# What you will do
Down to the last line, restate the listing below exactly.
-- Opening Marker --
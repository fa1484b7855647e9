//! Outbound notifications from the background tasks to the window.
//!
//! The pipeline and setup flow never touch the UI directly; they push
//! [`UiEvent`]s through a [`StatusNotifier`] and the egui app drains them each
//! frame.

use std::sync::{Arc, OnceLock};

use tokio::sync::mpsc;

/// Severity of a status message; selects its colour in the window.
#[derive(Debug, Clone, Copy, PartialEq, Eq)]
pub enum StatusKind {
    Info,
    Success,
    Error,
}

/// Messages delivered to the window.
#[derive(Debug, Clone, PartialEq, Eq)]
pub enum UiEvent {
    /// Show `message` in the status line.
    Status { message: String, kind: StatusKind },
    /// No credential is stored: bring the setup view to the front.
    SetupRequired,
    /// A submitted key was not saved; `message` says why.
    SetupFailed { message: String },
    /// A credential was just saved.
    Configured,
}

/// Cheap-to-clone sender for [`UiEvent`]s.
///
/// Sending never blocks and never fails the caller: if the window has gone
/// away or its queue is full the event is dropped with a log line.
#[derive(Clone)]
pub struct StatusNotifier {
    tx: mpsc::Sender<UiEvent>,
    repaint: Arc<OnceLock<egui::Context>>,
}

impl StatusNotifier {
    pub fn new(tx: mpsc::Sender<UiEvent>) -> Self {
        Self {
            tx,
            repaint: Arc::new(OnceLock::new()),
        }
    }

    /// Register the egui context so each event wakes the UI thread.
    /// Only the first call has an effect.
    pub fn attach(&self, ctx: egui::Context) {
        let _ = self.repaint.set(ctx);
    }

    pub fn send(&self, event: UiEvent) {
        if let Err(e) = self.tx.try_send(event) {
            log::warn!("status: dropping ui event: {e}");
            return;
        }
        if let Some(ctx) = self.repaint.get() {
            ctx.request_repaint();
        }
    }

    pub fn status(&self, message: impl Into<String>, kind: StatusKind) {
        self.send(UiEvent::Status {
            message: message.into(),
            kind,
        });
    }

    pub fn info(&self, message: impl Into<String>) {
        self.status(message, StatusKind::Info);
    }

    pub fn success(&self, message: impl Into<String>) {
        self.status(message, StatusKind::Success);
    }

    pub fn error(&self, message: impl Into<String>) {
        self.status(message, StatusKind::Error);
    }

    pub fn setup_required(&self) {
        self.send(UiEvent::SetupRequired);
    }

    pub fn setup_failed(&self, message: impl Into<String>) {
        self.send(UiEvent::SetupFailed {
            message: message.into(),
        });
    }

    pub fn configured(&self) {
        self.send(UiEvent::Configured);
    }
}

/// Notifier plus the receiving end, for tests and wiring.
pub fn channel(capacity: usize) -> (StatusNotifier, mpsc::Receiver<UiEvent>) {
    let (tx, rx) = mpsc::channel(capacity);
    (StatusNotifier::new(tx), rx)
}

#[cfg(test)]
mod tests {
    use super::*;

    #[test]
    fn helpers_tag_the_kind() {
        let (notifier, mut rx) = channel(8);
        notifier.info("a");
        notifier.success("b");
        notifier.error("c");
        notifier.setup_required();
        notifier.setup_failed("d");

        let kinds: Vec<UiEvent> = std::iter::from_fn(|| rx.try_recv().ok()).collect();
        assert_eq!(
            kinds,
            vec![
                UiEvent::Status { message: "a".into(), kind: StatusKind::Info },
                UiEvent::Status { message: "b".into(), kind: StatusKind::Success },
                UiEvent::Status { message: "c".into(), kind: StatusKind::Error },
                UiEvent::SetupRequired,
                UiEvent::SetupFailed { message: "d".into() },
            ]
        );
    }

    #[test]
    fn full_or_closed_queue_does_not_panic() {
        let (notifier, rx) = channel(1);
        notifier.info("fits");
        notifier.info("dropped");
        drop(rx);
        notifier.error("closed");
    }
}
-- Closing Marker --
# Result below
repository fa1484b7855647e9
//! Outbound notifications from the background tasks to the window.
//!
//! The pipeline and setup flow never touch the UI directly; they push
//! [`UiEvent`]s through a [`StatusNotifier`] and the egui app drains them each
//! frame.

use std::sync::{Arc, OnceLock};

use tokio::sync::mpsc;

/// Severity of a status message; selects its colour in the window.
#[derive(Debug, Clone, Copy, PartialEq, Eq)]
pub enum StatusKind {
    Info,
    Success,
    Error,
}

/// Messages delivered to the window.
#[derive(Debug, Clone, PartialEq, Eq)]
pub enum UiEvent {
    /// Show `message` in the status line.
    Status { message: String, kind: StatusKind },
    /// No credential is stored: bring the setup view to the front.
    SetupRequired,
    /// A submitted key was not saved; `message` says why.
    SetupFailed { message: String },
    /// A credential was just saved.
    Configured,
}

/// Cheap-to-clone sender for [`UiEvent`]s.
///
/// Sending never blocks and never fails the caller: if the window has gone
/// away or its queue is full the event is dropped with a log line.
#[derive(Clone)]
pub struct StatusNotifier {
    tx: mpsc::Sender<UiEvent>,
    repaint: Arc<OnceLock<egui::Context>>,
}

impl StatusNotifier {
    pub fn new(tx: mpsc::Sender<UiEvent>) -> Self {
        Self {
            tx,
            repaint: Arc::new(OnceLock::new()),
        }
    }

    /// Register the egui context so each event wakes the UI thread.
    /// Only the first call has an effect.
    pub fn attach(&self, ctx: egui::Context) {
        let _ = self.repaint.set(ctx);
    }

    pub fn send(&self, event: UiEvent) {
        if let Err(e) = self.tx.try_send(event) {
            log::warn!("status: dropping ui event: {e}");
            return;
        }
        if let Some(ctx) = self.repaint.get() {
            ctx.request_repaint();
        }
    }

    pub fn status(&self, message: impl Into<String>, kind: StatusKind) {
        self.send(UiEvent::Status {
            message: message.into(),
            kind,
        });
    }

    pub fn info(&self, message: impl Into<String>) {
        self.status(message, StatusKind::Info);
    }

    pub fn success(&self, message: impl Into<String>) {
        self.status(message, StatusKind::Success);
    }

    pub fn error(&self, message: impl Into<String>) {
        self.status(message, StatusKind::Error);
    }

    pub fn setup_required(&self) {
        self.send(UiEvent::SetupRequired);
    }

    pub fn setup_failed(&self, message: impl Into<String>) {
        self.send(UiEvent::SetupFailed {
            message: message.into(),
        });
    }

    pub fn configured(&self) {
        self.send(UiEvent::Configured);
    }
}

/// Notifier plus the receiving end, for tests and wiring.
pub fn channel(capacity: usize) -> (StatusNotifier, mpsc::Receiver<UiEvent>) {
    let (tx, rx) = mpsc::channel(capacity);
    (StatusNotifier::new(tx), rx)
}

#[cfg(test)]
mod tests {
    use super::*;

    #[test]
    fn helpers_tag_the_kind() {
        let (notifier, mut rx) = channel(8);
        notifier.info("a");
        notifier.success("b");
        notifier.error("c");
        notifier.setup_required();
        notifier.setup_failed("d");

        let kinds: Vec<UiEvent> = std::iter::from_fn(|| rx.try_recv().ok()).collect();
        assert_eq!(
            kinds,
            vec![
                UiEvent::Status { message: "a".into(), kind: StatusKind::Info },
                UiEvent::Status { message: "b".into(), kind: StatusKind::Success },
                UiEvent::Status { message: "c".into(), kind: StatusKind::Error },
                UiEvent::SetupRequired,
                UiEvent::SetupFailed { message: "d".into() },
            ]
        );
    }

    #[test]
    fn full_or_closed_queue_does_not_panic() {
        let (notifier, rx) = channel(1);
        notifier.info("fits");
        notifier.info("dropped");
        drop(rx);
        notifier.error("closed");
    }
}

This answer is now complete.